Lemony Snicket Netflix: First Teaser FULL Of ‘Unfortunate Events’ Books References – Learn Here! [+VIDEO]

More than ten years after the first three books of "A Series of Unfortunate Events" were adapted in the big screen in a film starring Jim Carrey as villain Count Olaf, now fans of the saga will see the new version of the books written by Daniel Handler, as Lemony Snicket's Netflix adaptation gets its very first teaser!

The new Lemony Snicket Netflix teaser is no more than 35 seconds long, and it was actually released as though it'd been leaked, following the narrative style of the saga, and it was YouTube user "Eleanora Poe" who released it, a reference to the editor of newspaper The Daily Punctilio who fires narrator Snicket after writing a bad review.
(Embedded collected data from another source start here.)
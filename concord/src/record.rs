//! Pair records produced by the pairer.

use concord_core::{Annotation, AnnotationId, Document, Span};
use std::collections::BTreeSet;
use std::fmt;

/// Which document of a comparison an annotation comes from.
#[derive(Debug, Clone, Copy, PartialEq, Eq, Hash, PartialOrd, Ord)]
pub enum Side {
    /// Reference document.
    Ref,
    /// Hypothesis document.
    Hyp,
}

impl Side {
    /// The other side.
    #[must_use]
    pub fn flip(self) -> Side {
        match self {
            Side::Ref => Side::Hyp,
            Side::Hyp => Side::Ref,
        }
    }

    /// Column prefix used in tables.
    #[must_use]
    pub fn prefix(self) -> &'static str {
        match self {
            Side::Ref => "ref",
            Side::Hyp => "hyp",
        }
    }
}

/// Identity of an annotation within a comparison.
#[derive(Debug, Clone, Copy, PartialEq, Eq, Hash, PartialOrd, Ord)]
pub struct AnnKey {
    /// Owning document.
    pub side: Side,
    /// Arena index within that document.
    pub id: AnnotationId,
}

impl AnnKey {
    /// Reference-side key.
    #[must_use]
    pub fn reference(id: AnnotationId) -> Self {
        Self { side: Side::Ref, id }
    }

    /// Hypothesis-side key.
    #[must_use]
    pub fn hypothesis(id: AnnotationId) -> Self {
        Self { side: Side::Hyp, id }
    }
}

/// The two documents of a comparison.
#[derive(Debug, Clone, Copy)]
pub struct DocPair<'a> {
    /// Reference document.
    pub reference: &'a Document,
    /// Hypothesis document.
    pub hypothesis: &'a Document,
}

impl<'a> DocPair<'a> {
    /// Pair two documents.
    #[must_use]
    pub fn new(reference: &'a Document, hypothesis: &'a Document) -> Self {
        Self {
            reference,
            hypothesis,
        }
    }

    /// Document on one side.
    #[must_use]
    pub fn doc(&self, side: Side) -> &'a Document {
        match side {
            Side::Ref => self.reference,
            Side::Hyp => self.hypothesis,
        }
    }

    /// Annotation behind a key, if it exists.
    #[must_use]
    pub fn get(&self, key: AnnKey) -> Option<&'a Annotation> {
        self.doc(key.side).get(key.id)
    }
}

/// Clash token: labels differ.
pub const TAGCLASH: &str = "tagclash";
/// Clash token: labels differ only through an effective label attribute.
pub const COMPUTEDTAGCLASH: &str = "computedtagclash";
/// Clash token: one side extends past the other.
pub const OVERMARK: &str = "overmark";
/// Clash token: one side falls short of the other.
pub const UNDERMARK: &str = "undermark";
/// Clash token: spans cross.
pub const OVERLAP: &str = "overlap";
/// Clash token: set-valued attributes differ.
pub const SETCLASH: &str = "setclash";
/// Clash token: referenced annotations paired imperfectly.
pub const ANNCLASH: &str = "annclash";
/// Clash token: referenced annotations were never paired.
pub const ANNATTRIBUTENOTPAIRED: &str = "annattributenotpaired";
/// Clash token: no dimension explained the mismatch.
pub const UNKNOWNCLASH: &str = "unknownclash";

/// Outcome for one side of a pair.
#[derive(Debug, Clone, PartialEq, Eq)]
pub enum Status {
    /// Paired with a perfect score.
    Match,
    /// Reference with no hypothesis partner.
    Missing,
    /// Hypothesis with no reference partner.
    Spurious,
    /// Paired imperfectly, with the clash tokens from this side's view.
    Clash(BTreeSet<String>),
}

impl Status {
    /// Clash status with a single token.
    #[must_use]
    pub fn clash(token: &str) -> Self {
        Status::Clash(std::iter::once(token.to_string()).collect())
    }

    /// True for [`Status::Clash`].
    #[must_use]
    pub fn is_clash(&self) -> bool {
        matches!(self, Status::Clash(_))
    }
}

impl fmt::Display for Status {
    fn fmt(&self, f: &mut fmt::Formatter<'_>) -> fmt::Result {
        match self {
            Status::Match => f.write_str("match"),
            Status::Missing => f.write_str("missing"),
            Status::Spurious => f.write_str("spurious"),
            Status::Clash(tokens) => {
                let joined: Vec<&str> = tokens.iter().map(String::as_str).collect();
                f.write_str(&joined.join(","))
            }
        }
    }
}

/// One side of a pair record.
#[derive(Debug, Clone, PartialEq, Eq)]
pub struct PairSide {
    /// Effective label.
    pub label: String,
    /// Annotation in that side's document.
    pub ann: AnnotationId,
    /// Outcome from this side's view.
    pub status: Status,
}

/// Result of pairing: a reference, a hypothesis, or both.
///
/// A missing record has no hypothesis; a spurious record has no reference.
#[derive(Debug, Clone, PartialEq, Eq)]
pub struct PairRecord {
    /// Reference side.
    pub reference: Option<PairSide>,
    /// Hypothesis side.
    pub hypothesis: Option<PairSide>,
}

impl PairRecord {
    /// A reference annotation nobody claimed.
    #[must_use]
    pub fn missing(label: impl Into<String>, ann: AnnotationId) -> Self {
        Self {
            reference: Some(PairSide {
                label: label.into(),
                ann,
                status: Status::Missing,
            }),
            hypothesis: None,
        }
    }

    /// A hypothesis annotation with no reference.
    #[must_use]
    pub fn spurious(label: impl Into<String>, ann: AnnotationId) -> Self {
        Self {
            reference: None,
            hypothesis: Some(PairSide {
                label: label.into(),
                ann,
                status: Status::Spurious,
            }),
        }
    }

    /// A paired reference and hypothesis.
    #[must_use]
    pub fn paired(reference: PairSide, hypothesis: PairSide) -> Self {
        Self {
            reference: Some(reference),
            hypothesis: Some(hypothesis),
        }
    }

    /// True when both sides are present and matched.
    #[must_use]
    pub fn is_match(&self) -> bool {
        matches!(&self.reference, Some(PairSide { status: Status::Match, .. }))
    }

    /// Status of the side that is present, reference first. This is the
    /// value of the detail table's `type` column.
    #[must_use]
    pub fn type_name(&self) -> String {
        self.reference
            .as_ref()
            .or(self.hypothesis.as_ref())
            .map(|s| s.status.to_string())
            .unwrap_or_default()
    }
}

/// A pair record restricted to an elementary interval.
#[derive(Debug, Clone, PartialEq, Eq)]
pub struct TokenPairRecord {
    /// The pairing within the interval.
    pub pair: PairRecord,
    /// The interval.
    pub span: Span,
}

#[cfg(test)]
mod tests {
    use super::*;

    #[test]
    fn test_status_display() {
        let mut tokens = BTreeSet::new();
        tokens.insert(UNDERMARK.to_string());
        tokens.insert(TAGCLASH.to_string());
        assert_eq!(Status::Clash(tokens).to_string(), "tagclash,undermark");
        assert_eq!(Status::Missing.to_string(), "missing");
    }

    #[test]
    fn test_constructors_keep_one_side() {
        let m = PairRecord::missing("PERSON", AnnotationId(0));
        assert!(m.hypothesis.is_none());
        assert_eq!(m.type_name(), "missing");
        let s = PairRecord::spurious("PERSON", AnnotationId(1));
        assert!(s.reference.is_none());
        assert_eq!(s.type_name(), "spurious");
    }
}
According to The Verge, the Lemony Snicket Netflix teaser is full of Easter eggs that fans of the young adult-directed novel will love, such as leftovers of pasta (a reference to the puttanesca the Baudelaire orphans make for Count Olaf in "The Bad Beginning"), a leech in a jar from Lake Lachrymose (from "The Wide Window"), Klaus Baudelaire's glasses, a book on arson (a major plot point in the series, along with the symbol for the Volunteer Fire Department or V.F.D.).

Other Easter eggs on the Lemony Snicket Netflix trailer include items from books "The Vile Village" and "The Miserable Mill," as well as the silhouette of the series' main villain, Count Olaf.

As CNET reports, the Lemony Snicket Netflix series, which will debut in 2016, follows the lives of orphans Violet, Klaus and Sunny Baudelaire after their parents die in a terrible fire, as they have a distant relative named Count Olaf who tries to catch them to get their fortune, bringing them misery everywhere they go - while mysterious author Snicket narrates, somehow connected to everything they go through.

According to Empire Online, the streaming and production company site has kept tight-lipped about the Lemony Snicket Netflix adaptation, and there's very little known so far besides the fact that Snicket himself, which is to say Daniel Handler under a pen name, will have a much greater role than he did for the 2004 adaptation, which also starred Jude Law, Meryl Streep, Dustin Hoffman and Craig Ferguson, among others.